While taking my one year old son for a stroll a few days ago I stopped into my neighborhood coffee house. I noticed a woman with a similarly aged child sipping a coffee in the corner. We oohed and aahed over the babies and began to talk about our parenting experiences with the fervor of isolated stay at home parents.
“Are you still nursing?”
“Yes I am. It’s just so convenient.”
“Me too, you never have to worry about running out…”
“And it’s always the right temperature!”
“Do you stay at home?”
“Yes, staying at home is so great.”
“Yes, a little isolating, but very rewarding.”
We enjoyed the instant friendship created by our shared experiences, thrilled to have a few minutes to share conversation with an adult in the middle of our child filled day.
She asked me if he was sleeping well at night, as her baby kept getting up around two a.m.
“He sleeps with me, so he gets up some, but I don’t really notice.” I informed her.
“You still sleep with him? You are spoiling him.” She said in a sweet, caught you with a second slice of cake, voice.

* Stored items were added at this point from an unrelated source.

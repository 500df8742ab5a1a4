use tracing_subscriber::EnvFilter;

#[tokio::main]
async fn main() -> anyhow::Result<()> {
    tracing_subscriber::fmt()
        .with_env_filter(EnvFilter::try_from_default_env().unwrap_or_else(|_| "info".into()))
        .init();
    let config = todos_server::config::Config::from_env()?;
    todos_server::web::start_web_server(config).await
}
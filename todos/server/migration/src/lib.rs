pub use sea_orm_migration::prelude::*;

mod m20250901_000001_create_todos_table;
mod m20250901_000002_add_todos_user_id_index;

pub struct Migrator;

#[async_trait::async_trait]
impl MigratorTrait for Migrator {
    fn migrations() -> Vec<Box<dyn MigrationTrait>> {
        vec![
            Box::new(m20250901_000001_create_todos_table::Migration),
            Box::new(m20250901_000002_add_todos_user_id_index::Migration),
        ]
    }
}
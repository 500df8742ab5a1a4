use axum::extract::{FromRequestParts, Request, State};
use axum::http::request::Parts;
use axum::http::{Extensions, HeaderMap, StatusCode, header};
use axum::middleware::Next;
use axum::response::{IntoResponse, Json, Response};
use jsonwebtoken::{DecodingKey, EncodingKey, Header, Validation};
use std::sync::Arc;

use crate::config::Config;
use crate::web::api::v1::FailureResponse;

/// Identity of the caller making the current request.
#[derive(Debug, Clone, Copy, PartialEq, Eq, Hash)]
pub struct UserIdentity {
    pub id: i64,
}

impl UserIdentity {
    /// Creates a new UserIdentity instance.
    pub fn new(id: i64) -> Self {
        Self { id }
    }
}

/// Authentication state containing the JWT secret shared with the identity provider.
#[derive(Clone)]
pub struct AuthState {
    pub jwt_secret: String,
}

impl AuthState {
    /// Creates a new AuthState from the application config.
    pub fn from_config(config: &Config) -> Self {
        Self {
            jwt_secret: config.jwt_secret.clone(),
        }
    }
}

#[derive(serde::Serialize, serde::Deserialize, Debug)]
pub struct Claims {
    pub exp: usize,   // Expiry time of the token
    pub iat: usize,   // Issued at time of the token
    pub user_id: i64, // Owner of every todo touched with this token
}

/// Custom error type for authentication operations.
#[derive(Debug, thiserror::Error)]
pub enum AuthError {
    /// No valid identity is attached to the request.
    #[error("Authentication required to access this resource")]
    Unauthenticated,
    /// Represents an error during JWT operations.
    #[error("JWT operation failed")]
    Jwt(#[from] jsonwebtoken::errors::Error),
}

impl IntoResponse for AuthError {
    fn into_response(self) -> Response {
        let status_code = match self {
            AuthError::Unauthenticated => StatusCode::UNAUTHORIZED,
            AuthError::Jwt(_) => StatusCode::INTERNAL_SERVER_ERROR,
        };
        (status_code, Json(FailureResponse::new(self.to_string()))).into_response()
    }
}

/// Resolves the caller of the current request.
///
/// Returns `AuthError::Unauthenticated` if `auth_user_middleware` did not attach an identity.
pub fn current_user(extensions: &Extensions) -> Result<UserIdentity, AuthError> {
    extensions
        .get::<UserIdentity>()
        .copied()
        .ok_or(AuthError::Unauthenticated)
}

impl<S> FromRequestParts<S> for UserIdentity
where
    S: Send + Sync,
{
    type Rejection = AuthError;

    async fn from_request_parts(parts: &mut Parts, _state: &S) -> Result<Self, Self::Rejection> {
        current_user(&parts.extensions)
    }
}

/// Authentication middleware that extracts the caller from the Authorization Bearer header.
/// Sets the UserIdentity extension if a valid JWT token is found; never rejects on its own.
pub async fn auth_user_middleware(
    State(state): State<Arc<AuthState>>,
    headers: HeaderMap,
    mut request: Request,
    next: Next,
) -> Response {
    let token = headers
        .get(header::AUTHORIZATION)
        .and_then(|value| value.to_str().ok())
        .and_then(|value| value.strip_prefix("Bearer "));

    if let Some(token) = token {
        match decode_jwt(token, &state.jwt_secret) {
            Ok(claims) => {
                request
                    .extensions_mut()
                    .insert(UserIdentity::new(claims.user_id));
            }
            Err(err) => tracing::debug!("Rejected bearer token: {}", err),
        }
    }

    next.run(request).await
}

/// Middleware that ensures the caller is authenticated.
/// Returns UNAUTHORIZED if no UserIdentity extension is present.
/// This middleware should be applied after auth_user_middleware.
pub async fn require_auth_middleware(request: Request, next: Next) -> Response {
    if let Err(err) = current_user(request.extensions()) {
        return err.into_response();
    }

    next.run(request).await
}

/// Issues a 24 hour token for `user_id`.
pub fn encode_jwt(user_id: i64, jwt_secret: &str) -> Result<String, AuthError> {
    let now = chrono::Utc::now();
    let expire = chrono::Duration::hours(24);
    let exp = (now + expire).timestamp() as usize;
    let iat = now.timestamp() as usize;
    let claims = Claims { exp, iat, user_id };
    let jwt = jsonwebtoken::encode(
        &Header::default(),
        &claims,
        &EncodingKey::from_secret(jwt_secret.as_bytes()),
    )?;
    Ok(jwt)
}

pub fn decode_jwt(token: &str, jwt_secret: &str) -> Result<Claims, AuthError> {
    let token_data = jsonwebtoken::decode(
        token,
        &DecodingKey::from_secret(jwt_secret.as_bytes()),
        &Validation::default(),
    )?;
    Ok(token_data.claims)
}
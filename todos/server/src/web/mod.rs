use migration::MigratorTrait;
use sea_orm::{Database, DatabaseConnection};
use std::sync::Arc;
use tower::ServiceBuilder;
use tower_http::cors::CorsLayer;
use tower_http::trace::TraceLayer;
use utoipa::OpenApi;
use utoipa_swagger_ui::SwaggerUi;

use crate::auth::AuthState;
use crate::config::Config;
use crate::todo::api::v1::TodoState;

pub mod api;

/// Builds the full application router around an open database connection.
pub fn create_app(auth_state: Arc<AuthState>, db: DatabaseConnection) -> axum::Router {
    use axum::Router;

    let todo_state = Arc::new(TodoState { db: Arc::new(db) });
    let api_routes = api::create_api_router(auth_state, todo_state);

    let public_routes = Router::new()
        .route("/health", axum::routing::get(health_check_handler))
        .merge(SwaggerUi::new("/swagger-ui").url("/api-docs/openapi.json", api::ApiDoc::openapi()));

    Router::new()
        .merge(api_routes)
        .merge(public_routes)
        .layer(
            ServiceBuilder::new()
                .layer(TraceLayer::new_for_http())
                .layer(CorsLayer::permissive()),
        )
}

#[tracing::instrument(skip(config))]
pub async fn start_web_server(config: Config) -> anyhow::Result<()> {
    let server_address = format!("0.0.0.0:{}", &config.port);
    let listener = tokio::net::TcpListener::bind(&server_address).await?;
    tracing::info!("Web server running on http://{}", server_address);

    let db = Database::connect(&config.db_url).await?;
    migration::Migrator::up(&db, None).await?;
    tracing::info!("Database migrations applied successfully");

    let auth_state = Arc::new(AuthState::from_config(&config));
    let app = create_app(auth_state, db);

    axum::serve(listener, app).await?;
    Ok(())
}

#[tracing::instrument]
pub async fn health_check_handler() -> &'static str {
    "OK"
}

“No way,” I responded “I don’t believe that for a second.”
“You’re right,” she said smiling ” you are spoiling yourself.”
She’s right. Like a great massage, or that sexy red pair of cuban heeled shoes, or a box of exclusive chocolates, snuggling up to my baby every night is a treat, and a way I can spoil myself. My daughter turns seven this year, so I know how quickly the baby time goes. I also am fairly certain this is my last child. So there is a part of me that snuggles up to him at night, warm and fuzzy in my bed, and feels like I am catching hold of as much of his chubby babyhood as possible.
For me, attachment parenting is mostly about getting the most out of my children’s childhood as I can. There is also a big laziness component. I like not having to walk the floor for an hour to get my baby to sleep before setting him in his crib. I love not having to get up and heat water for formula when he wakes up hungry at 3 a.m. I like the extra sleep I get by popping a nipple in his mouth when he starts to stir. I don’t have to be very awake to nurse him when we are sleeping side by side. I find slings easier to carry in my diaper bag than strollers. However, as important as these benefits are, the true reason behind my decision to co-sleep, nurse, and baby-wear, is the extra coziness of close contact with my baby.
The baby years seem so long when you are in the middle of them, but in reality they are so fleeting. They crawl before you can get the fog of motherhood out of your head, they walk before you can get used to them crawling, they start to talk about the time you are really understanding their non verbal cues. Suddenly they are two, and stridently demanding their first taste of freedom. Then they are going to school, and a part of their life is lived outside of you. The small precious baby who once required you for everything is suddenly a small person with their own friends, and experiences that you are no part of at all.
So I co-sleep, and nurse, and baby-wear, so I can keep my baby closer to me for just a bit longer.